SBNI Medan Tolak Permenaker No 2 Tahun 2022

inimedan.com-Medan.
Depeda Serikat Buruh Nasional Indonesia (SBNI) Kota Medan menolak dengan tegas pemberlakukan Permenaker No2 tahun 2022 yang mengatur tentang tata cara pembayaran Jaminan Hari Tua (JHT) oleh Kemenaker RI. Penolakan ini disampaikan Ketua Depeda SBNI kota Medan Adijon JB Sitanggang dii Sekretariat Depeda SBNI Kota Medan Senin (21/2)

Lebih lanjut Adijon mengatakan tata cara pemabayaran JHT yang dikeluarkan  Kemenaker RI telah mencederai perasaan para buruh dimana Permenakar No2 tersebut telah membatasi  buruh yang terkena PHK sebelum sampai usia 56 tahun untuk mendapatkan JHT mereka.”Ya Permenaker ini kami tolak” tegas Adijon.

Permenaker Noi.2 tahun 2022 yang akan berlaku pada bulan Mei 2022 ini tentu saja akan merugikan pihak buruh yang bekerja .Jika seseorang buruh baru bekerja selama lima tahun dan usianya baru 30 tahun  kemudian  dia di PHK dengan sendirinya JHT tersebut tidak dapat ditarik atau diambil buruh tersebut.

Terkait dengan adanya program Jaminan Kehilangan Pekerja (JKP) yang dibuat Kemenaaer untukj mengatasi permasalahan PHK buruh sebelum usia 56 tahun program ini tidak menjamin apalagi sifatnya hanya sementara untuk memberikan bantuan  pada buruh

“Kan hanya diberikan sekitar Rp 300 ribu uintuk masa enam bulan, iya kalau buruh itu mendapat pekerja kembali, kalau tidak bagaimana .” ujar Adijon mempertanyakan.

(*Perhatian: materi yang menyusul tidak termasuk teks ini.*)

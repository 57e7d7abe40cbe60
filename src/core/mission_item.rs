//! Leitungsnahes Missions-Item (Layout wie MAVLink `MISSION_ITEM`).

use super::GeoCoordinate;
use serde::{Deserialize, Serialize};

/// Protokoll-Sequenznummer eines Missions-Items
pub type WaypointSeq = u16;

/// Erste Command-ID ausserhalb des NAV-Bereichs (MAV_CMD_NAV_LAST)
pub const MAV_CMD_NAV_LAST: u16 = 95;

/// Koordinatensystem eines Missions-Items
#[derive(Debug, Clone, Copy, PartialEq, Eq, Default, Serialize, Deserialize)]
#[serde(from = "u8", into = "u8")]
pub enum MavFrame {
    /// WGS84, Hoehe ueber Meeresspiegel
    Global,
    /// Lokal North-East-Down
    LocalNed,
    /// Kein Koordinatensystem (reine Kommandos)
    Mission,
    /// WGS84, Hoehe relativ zum Home-Punkt
    #[default]
    GlobalRelativeAlt,
    /// Lokal East-North-Up
    LocalEnu,
    /// WGS84, Hoehe ueber Gelaende
    GlobalTerrainAlt,
    /// Unbekannter Frame (roher Wert bleibt erhalten)
    Other(u8),
}

impl MavFrame {
    /// Konvertiert die rohe Frame-ID
    pub fn from_u8(value: u8) -> Self {
        match value {
            0 => Self::Global,
            1 => Self::LocalNed,
            2 => Self::Mission,
            3 => Self::GlobalRelativeAlt,
            4 => Self::LocalEnu,
            10 => Self::GlobalTerrainAlt,
            other => Self::Other(other),
        }
    }

    /// Rohe Frame-ID
    pub fn as_u8(self) -> u8 {
        match self {
            Self::Global => 0,
            Self::LocalNed => 1,
            Self::Mission => 2,
            Self::GlobalRelativeAlt => 3,
            Self::LocalEnu => 4,
            Self::GlobalTerrainAlt => 10,
            Self::Other(value) => value,
        }
    }

    /// x/y sind Breiten-/Laengengrad
    pub fn is_global(self) -> bool {
        matches!(
            self,
            Self::Global | Self::GlobalRelativeAlt | Self::GlobalTerrainAlt
        )
    }
}

impl From<u8> for MavFrame {
    fn from(value: u8) -> Self {
        Self::from_u8(value)
    }
}

impl From<MavFrame> for u8 {
    fn from(frame: MavFrame) -> Self {
        frame.as_u8()
    }
}

/// Kommando eines Missions-Items.
///
/// Nur die fuer die Kartendarstellung relevanten NAV-Kommandos haben eigene
/// Varianten; alles andere landet in `Other`.
#[derive(Debug, Clone, Copy, PartialEq, Eq, Default, Serialize, Deserialize)]
#[serde(from = "u16", into = "u16")]
pub enum MavCmd {
    /// MAV_CMD_NAV_WAYPOINT
    #[default]
    NavWaypoint,
    /// MAV_CMD_NAV_LOITER_UNLIM
    NavLoiterUnlim,
    /// MAV_CMD_NAV_LOITER_TURNS
    NavLoiterTurns,
    /// MAV_CMD_NAV_LOITER_TIME
    NavLoiterTime,
    /// MAV_CMD_NAV_RETURN_TO_LAUNCH
    NavReturnToLaunch,
    /// MAV_CMD_NAV_LAND
    NavLand,
    /// MAV_CMD_NAV_TAKEOFF
    NavTakeoff,
    /// Sonstiges Kommando (roher Wert bleibt erhalten)
    Other(u16),
}

impl MavCmd {
    /// Konvertiert die rohe Command-ID
    pub fn from_u16(value: u16) -> Self {
        match value {
            16 => Self::NavWaypoint,
            17 => Self::NavLoiterUnlim,
            18 => Self::NavLoiterTurns,
            19 => Self::NavLoiterTime,
            20 => Self::NavReturnToLaunch,
            21 => Self::NavLand,
            22 => Self::NavTakeoff,
            other => Self::Other(other),
        }
    }

    /// Rohe Command-ID
    pub fn as_u16(self) -> u16 {
        match self {
            Self::NavWaypoint => 16,
            Self::NavLoiterUnlim => 17,
            Self::NavLoiterTurns => 18,
            Self::NavLoiterTime => 19,
            Self::NavReturnToLaunch => 20,
            Self::NavLand => 21,
            Self::NavTakeoff => 22,
            Self::Other(value) => value,
        }
    }

    /// Liegt im MAVLink-NAV-Bereich (< MAV_CMD_NAV_LAST)
    pub fn is_nav(self) -> bool {
        self.as_u16() < MAV_CMD_NAV_LAST
    }

    /// Alle Loiter-Varianten
    pub fn is_loiter(self) -> bool {
        matches!(
            self,
            Self::NavLoiterUnlim | Self::NavLoiterTurns | Self::NavLoiterTime
        )
    }

    /// Anzeigename fuer Marker-Titel
    pub fn display_name(self) -> String {
        match self {
            Self::NavWaypoint => "Waypoint".to_string(),
            Self::NavLoiterUnlim => "Loiter (unlimited)".to_string(),
            Self::NavLoiterTurns => "Loiter (turns)".to_string(),
            Self::NavLoiterTime => "Loiter (time)".to_string(),
            Self::NavReturnToLaunch => "Return to launch".to_string(),
            Self::NavLand => "Land".to_string(),
            Self::NavTakeoff => "Takeoff".to_string(),
            Self::Other(id) => format!("Command {id}"),
        }
    }
}

impl From<u16> for MavCmd {
    fn from(value: u16) -> Self {
        Self::from_u16(value)
    }
}

impl From<MavCmd> for u16 {
    fn from(cmd: MavCmd) -> Self {
        cmd.as_u16()
    }
}

/// Ein einzelnes Missions-Item.
///
/// `x`/`y` tragen bei globalen Frames Breiten- und Laengengrad in Grad.
#[derive(Debug, Clone, Copy, PartialEq, Serialize, Deserialize)]
pub struct MissionItem {
    /// Protokoll-Sequenznummer
    pub seq: WaypointSeq,
    /// Koordinatensystem
    pub frame: MavFrame,
    /// Kommando
    pub command: MavCmd,
    /// Aktuelles Ziel des Fahrzeugs
    pub current: bool,
    /// Nach Erreichen automatisch weiter
    pub autocontinue: bool,
    /// Kommando-Parameter 1
    pub param1: f32,
    /// Kommando-Parameter 2
    pub param2: f32,
    /// Kommando-Parameter 3
    pub param3: f32,
    /// Kommando-Parameter 4
    pub param4: f32,
    /// Breitengrad
    pub x: f64,
    /// Laengengrad
    pub y: f64,
    /// Hoehe in Metern (Frame-relativ)
    pub z: f32,
}

impl Default for MissionItem {
    fn default() -> Self {
        Self {
            seq: 0,
            frame: MavFrame::default(),
            command: MavCmd::default(),
            current: false,
            autocontinue: true,
            param1: 0.0,
            param2: 0.0,
            param3: 0.0,
            param4: 0.0,
            x: 0.0,
            y: 0.0,
            z: 0.0,
        }
    }
}

impl MissionItem {
    /// Erstellt ein NAV-Item mit Position und Hoehe, restliche Felder auf Standard
    pub fn nav(seq: WaypointSeq, command: MavCmd, position: GeoCoordinate, altitude: f32) -> Self {
        Self {
            seq,
            command,
            x: position.latitude,
            y: position.longitude,
            z: altitude,
            ..Self::default()
        }
    }

    /// Kurzform fuer `MAV_CMD_NAV_WAYPOINT`
    pub fn waypoint(seq: WaypointSeq, position: GeoCoordinate, altitude: f32) -> Self {
        Self::nav(seq, MavCmd::NavWaypoint, position, altitude)
    }

    /// Position aus x/y
    pub fn position(&self) -> GeoCoordinate {
        GeoCoordinate::new(self.x, self.y)
    }

    /// Kopie mit ersetzter Position; alle anderen Felder bleiben gleich
    pub fn with_position(&self, position: GeoCoordinate) -> Self {
        Self {
            x: position.latitude,
            y: position.longitude,
            ..*self
        }
    }

    /// NAV-Kommando (bewegt das Fahrzeug)
    pub fn is_nav_command(&self) -> bool {
        self.command.is_nav()
    }

    /// Hat eine auf der Karte darstellbare Position.
    ///
    /// RTL ist zwar ein NAV-Kommando, nutzt x/y aber nicht.
    pub fn has_position(&self) -> bool {
        self.is_nav_command()
            && self.frame.is_global()
            && self.command != MavCmd::NavReturnToLaunch
    }
}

Adijon meminta sebaiknya Permenaker ini  dicabut saja karena telah mengkebiri hak-hak para buruh sebagai gantinya dikembalikan saja Permenaker yang lama terkait dengan penarik uang JHT buruh dimana disaat buruh di PHK bisa langsung mengambil JHT mereka.

Menurut Adijon selama tahun 2020 sampai sekarang ini ada tiga peraturan dan UU yang dinilai telah  mencederai nasib buruh pertama diberlakukannya UU No 10 tahun 2020 tentang Cipta Kerja (Omniboslaw) dimana UU ini akhirnya mendapat tantang keras dan gugatan dari para buruh dan berujung pada keputusan Mahkamah Konstitusi ((MK) membatalkan UU tersebut. “Ya UU Omniboslaw itu oleh MK dinyatakan inkonstisional.” ujar Adijon.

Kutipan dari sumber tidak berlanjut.